Btw, I had misunderstood ERN when, in 2018, I wrote the email
message I linked in the Note section of my previous email.

ERN is an intuitive sense that some movement you are initiating
is in some way a mistake. For example, quoting keys of a pair.
It's often unconscious, and, aiui, ignoring it entrenches use of
the mistaken action. Conversely, bringing it to consciousness
strengthens the signal and the opportunity to "nip it in the bud"
so to speak, sharply improving one's performance in the task
at hand.

That all said, I stand by the rest of what I wrote in that 2018 post,
including the sense that folks' ERNs can be positively guided by
careful PL design, especially if individuals' attitudes to WATs is
a sense they are gifts (which is easiest to sustain if there really
are indeed corresponding valuable gifts).
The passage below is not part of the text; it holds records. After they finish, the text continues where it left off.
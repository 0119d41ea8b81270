//! Equivocation classifier
//!
//! Judges a preconfed block record against the record that later settled on
//! L1 for the same block number. Pure over its inputs: given the same
//! histories and beacon facts it always returns the same verdict.

use std::collections::HashSet;
use std::sync::Arc;
use std::time::Duration;

use parking_lot::RwLock;
use protocol_types::{BlockRecord, FaultEvidence, FaultKind, FaultResponsibility, Verdict};
use tokio::sync::mpsc;

use crate::tracker::ChainStateTracker;

/// Read access to a per-block-number record history
pub trait RecordSource {
    fn record(&self, block_number: u64) -> Option<BlockRecord>;
}

impl RecordSource for ChainStateTracker {
    fn record(&self, block_number: u64) -> Option<BlockRecord> {
        self.preconfed(block_number)
    }
}

/// The L1-settled side of the comparison, with a watermark for incremental
/// scanning
pub trait SettledRecords: RecordSource + Send + Sync {
    /// Highest block number with a settled record, if any
    fn latest_settled(&self) -> Option<u64>;
}

/// Beacon-chain slot-emptiness facts. L1-only; never consulted on the
/// L2-side fast path, only during Liveness/Safety sub-classification.
pub trait BeaconFactSource: Send + Sync {
    fn is_slot_empty(&self, slot_timestamp: u64) -> bool;
}

fn responsibility(beacon: &dyn BeaconFactSource, window_end: u64) -> FaultResponsibility {
    if beacon.is_slot_empty(window_end) {
        FaultResponsibility::Liveness
    } else {
        FaultResponsibility::Safety
    }
}

fn same_parent_fields(preconfed: &BlockRecord, submitted: &BlockRecord) -> bool {
    preconfed.raw_tx_list_hash == submitted.raw_tx_list_hash
        && preconfed.anchor_block_number == submitted.anchor_block_number
        && preconfed.submission_window_end == submitted.submission_window_end
}

/// Classify the divergence (if any) between the preconfed and the submitted
/// record at `block_number`.
///
/// First match wins. Divergence is traced back to its origin before any
/// verdict is issued, so an innocent downstream preconfer is never blamed
/// for an upstream operator's equivocation.
pub fn classify(
    preconfed: &dyn RecordSource,
    submitted: &dyn RecordSource,
    beacon: &dyn BeaconFactSource,
    block_number: u64,
) -> Verdict {
    let mut n = block_number;
    loop {
        let Some(pre) = preconfed.record(n) else {
            return Verdict::NoFault;
        };
        let Some(sub) = submitted.record(n) else {
            return Verdict::NoFault;
        };

        if n > 0 {
            // Attribution guard: if the parents already disagree, the
            // divergence started upstream; walk back to its origin.
            if let (Some(pre_parent), Some(sub_parent)) =
                (preconfed.record(n - 1), submitted.record(n - 1))
            {
                if !same_parent_fields(&pre_parent, &sub_parent) {
                    n -= 1;
                    continue;
                }
            }
            // An earlier-window block settled at this height: something was
            // inserted after a handover, which is the parent's story.
            if sub.submission_window_end < pre.submission_window_end {
                n -= 1;
                continue;
            }
        }

        // Missed submission: settlement landed in a later window, so the
        // original preconfer never got their block in
        if sub.submission_window_end > pre.submission_window_end {
            return Verdict::Fault {
                block_number: n,
                kind: FaultKind::MissedSubmission(responsibility(
                    beacon,
                    pre.submission_window_end,
                )),
            };
        }

        let next_submitted = submitted.record(n + 1);

        // Missing EOP: the window closed underneath a preconfer who never
        // signaled handover
        if let Some(next) = &next_submitted {
            if next.submission_window_end > pre.submission_window_end && !pre.eop {
                return Verdict::Fault {
                    block_number: n,
                    kind: FaultKind::MissingEop(responsibility(
                        beacon,
                        pre.submission_window_end,
                    )),
                };
            }
        }

        // Invalid EOP: a same-window successor after the handover signal is
        // an unauthorized post-handover submission; fully slashable
        if pre.eop {
            if let Some(next) = &next_submitted {
                if next.submission_window_end == pre.submission_window_end {
                    return Verdict::Fault {
                        block_number: n,
                        kind: FaultKind::InvalidEop,
                    };
                }
            }
        }

        // Block commitment mismatch. EOP-only placeholders carry no content
        // and are exempt by definition.
        if !pre.eop_only && !sub.eop_only && !pre.same_content(&sub) {
            return Verdict::Fault {
                block_number: n,
                kind: FaultKind::BlockCommitmentMismatch,
            };
        }

        return Verdict::NoFault;
    }
}

/// Append-only in-memory log of emitted evidence, surfaced over RPC
#[derive(Default)]
pub struct EvidenceLog {
    entries: RwLock<Vec<FaultEvidence>>,
}

impl EvidenceLog {
    pub fn push(&self, evidence: FaultEvidence) {
        self.entries.write().push(evidence);
    }

    pub fn all(&self) -> Vec<FaultEvidence> {
        self.entries.read().clone()
    }

    pub fn len(&self) -> usize {
        self.entries.read().len()
    }

    pub fn is_empty(&self) -> bool {
        self.entries.read().is_empty()
    }
}

/// Walks settled records as they land, classifies each block number once,
/// and hands confirmed faults to the slashing relay.
pub struct FaultMonitor<S: SettledRecords, B: BeaconFactSource> {
    tracker: Arc<ChainStateTracker>,
    settled: Arc<S>,
    beacon: Arc<B>,
    evidence_log: Arc<EvidenceLog>,
    relay_tx: mpsc::Sender<FaultEvidence>,
    next_unchecked: u64,
    reported: HashSet<u64>,
    poll_interval: Duration,
}

impl<S: SettledRecords, B: BeaconFactSource> FaultMonitor<S, B> {
    pub fn new(
        tracker: Arc<ChainStateTracker>,
        settled: Arc<S>,
        beacon: Arc<B>,
        evidence_log: Arc<EvidenceLog>,
        relay_tx: mpsc::Sender<FaultEvidence>,
        poll_interval: Duration,
    ) -> Self {
        Self {
            tracker,
            settled,
            beacon,
            evidence_log,
            relay_tx,
            next_unchecked: 1,
            reported: HashSet::new(),
            poll_interval,
        }
    }

    /// Classify every newly settled block number. Returns the evidence
    /// emitted by this pass.
    pub fn scan(&mut self) -> Vec<FaultEvidence> {
        let Some(latest) = self.settled.latest_settled() else {
            return Vec::new();
        };

        let mut emitted = Vec::new();
        while self.next_unchecked <= latest {
            let n = self.next_unchecked;
            self.next_unchecked += 1;

            let verdict = classify(
                self.tracker.as_ref(),
                self.settled.as_ref(),
                self.beacon.as_ref(),
                n,
            );
            let Verdict::Fault { block_number, kind } = verdict else {
                continue;
            };
            if !self.reported.insert(block_number) {
                continue;
            }
            match self.build_evidence(block_number, kind) {
                Some(evidence) => {
                    tracing::warn!(
                        "Fault at block {}: {} (registration root {})",
                        block_number,
                        kind,
                        hex::encode(&evidence.registration_root[..8])
                    );
                    self.evidence_log.push(evidence.clone());
                    emitted.push(evidence);
                }
                None => {
                    tracing::error!(
                        "Fault at block {} classified as {} but local history is incomplete",
                        block_number,
                        kind
                    );
                }
            }
        }

        for evidence in &emitted {
            if let Err(e) = self.relay_tx.try_send(evidence.clone()) {
                tracing::error!("Failed to queue evidence for relay: {}", e);
            }
        }
        emitted
    }

    pub async fn run(mut self) {
        let mut ticker = tokio::time::interval(self.poll_interval);
        loop {
            ticker.tick().await;
            self.scan();
        }
    }

    fn build_evidence(&self, block_number: u64, kind: FaultKind) -> Option<FaultEvidence> {
        let block = self.tracker.applied_block(block_number)?;
        // For an invalid EOP the offending artifacts are the handover
        // commitment and the unauthorized successor on L1
        let (commitment, submitted) = match kind {
            FaultKind::InvalidEop => (
                self.tracker
                    .eop_commitment(block_number)
                    .unwrap_or(block.commitment),
                self.settled.record(block_number + 1)?,
            ),
            _ => (block.commitment, self.settled.record(block_number)?),
        };
        Some(FaultEvidence {
            registration_root: block.registration_root,
            commitment,
            kind,
            submitted,
        })
    }
}
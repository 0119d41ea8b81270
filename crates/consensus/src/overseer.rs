//! Fair-exchange overseer
//!
//! Low-intensity threshold monitor. Tracks how long each operator sits on a
//! closed window without an L1 submission, and how much of the observed
//! mempool its published preconfs exclude. Breaches blacklist the operator
//! in the lookahead for future elections only.

use std::collections::HashMap;
use std::sync::Arc;

use parking_lot::Mutex;
use protocol_types::Address;

use crate::lookahead::Lookahead;

/// Thresholds are deployment policy; `None` disables a check entirely.
#[derive(Debug, Clone, Default)]
pub struct OverseerConfig {
    /// Max tolerated seconds between a window's end and its observed L1
    /// submission
    pub max_submission_lag: Option<u64>,
    /// Max tolerated fraction of observed mempool transactions missing from
    /// published preconfs
    pub max_exclusion_ratio: Option<f64>,
    /// Mempool sample size below which the exclusion ratio is not judged
    pub min_observed_txs: u64,
}

#[derive(Debug, Default)]
struct OperatorWatch {
    /// Window ends awaiting an observed L1 submission
    pending_windows: Vec<u64>,
    observed_txs: u64,
    included_txs: u64,
}

pub struct Overseer {
    config: OverseerConfig,
    lookahead: Arc<Lookahead>,
    watches: Mutex<HashMap<Address, OperatorWatch>>,
}

impl Overseer {
    pub fn new(config: OverseerConfig, lookahead: Arc<Lookahead>) -> Self {
        Self {
            config,
            lookahead,
            watches: Mutex::new(HashMap::new()),
        }
    }

    /// A submission window closed for `operator` without an observed
    /// submission yet
    pub fn note_window_closed(&self, operator: Address, window_end: u64) {
        self.watches
            .lock()
            .entry(operator)
            .or_default()
            .pending_windows
            .push(window_end);
    }

    /// An L1 submission for `operator`'s window was observed
    pub fn note_submission(&self, operator: Address, window_end: u64) {
        if let Some(watch) = self.watches.lock().get_mut(&operator) {
            watch.pending_windows.retain(|&w| w != window_end);
        }
    }

    /// Account observed-mempool transactions against what the operator's
    /// published preconfs actually included
    pub fn note_mempool_coverage(&self, operator: Address, observed: u64, included: u64) {
        let mut watches = self.watches.lock();
        let watch = watches.entry(operator).or_default();
        watch.observed_txs += observed;
        watch.included_txs += included.min(observed);
    }

    /// Evaluate thresholds; blacklist breaching operators. Returns the
    /// operators blacklisted by this pass.
    pub fn tick(&self, now: u64) -> Vec<Address> {
        let mut breached = Vec::new();
        let mut watches = self.watches.lock();

        for (operator, watch) in watches.iter() {
            if self.is_withholding(watch, now) || self.is_excluding(watch) {
                breached.push(*operator);
            }
        }

        for operator in &breached {
            watches.remove(operator);
            self.lookahead.blacklist(*operator);
        }
        breached
    }

    fn is_withholding(&self, watch: &OperatorWatch, now: u64) -> bool {
        let Some(max_lag) = self.config.max_submission_lag else {
            return false;
        };
        watch
            .pending_windows
            .iter()
            .any(|&window_end| now.saturating_sub(window_end) > max_lag)
    }

    fn is_excluding(&self, watch: &OperatorWatch) -> bool {
        let Some(max_ratio) = self.config.max_exclusion_ratio else {
            return false;
        };
        if watch.observed_txs < self.config.min_observed_txs.max(1) {
            return false;
        }
        let excluded = (watch.observed_txs - watch.included_txs) as f64;
        excluded / watch.observed_txs as f64 > max_ratio
    }
}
And I also stand by what I wrote in my previous email to which
this is a reply; I really do consider this named argument "wart"
to be a great example of a gift that can be used to positively
tune folks' ERNs.

And this is why, in my first email, I tried to emphasize that from
@Larry's perspective, the "warts" discussed in the original email
were part of good design. Talking of which, I forgot to mention a
detail of that good design that contrasts with something Joe said:

> when you're accessing the hash value, the key *does* need
> to be quoted (unlike in perl),

As I noted before, one does not need to quote keys, because
Raku has the very nice design detail of using `<...>` subscripts
along with many other related uses of `<...>`.

What I didn't note was how this avoided a "wart" in Perl that if
one writes `foo` as a key of a hash subscript it is autoquoted
even if one meant it not to be. I recall this being part of @Larry's
rationale for the Raku design being as it is.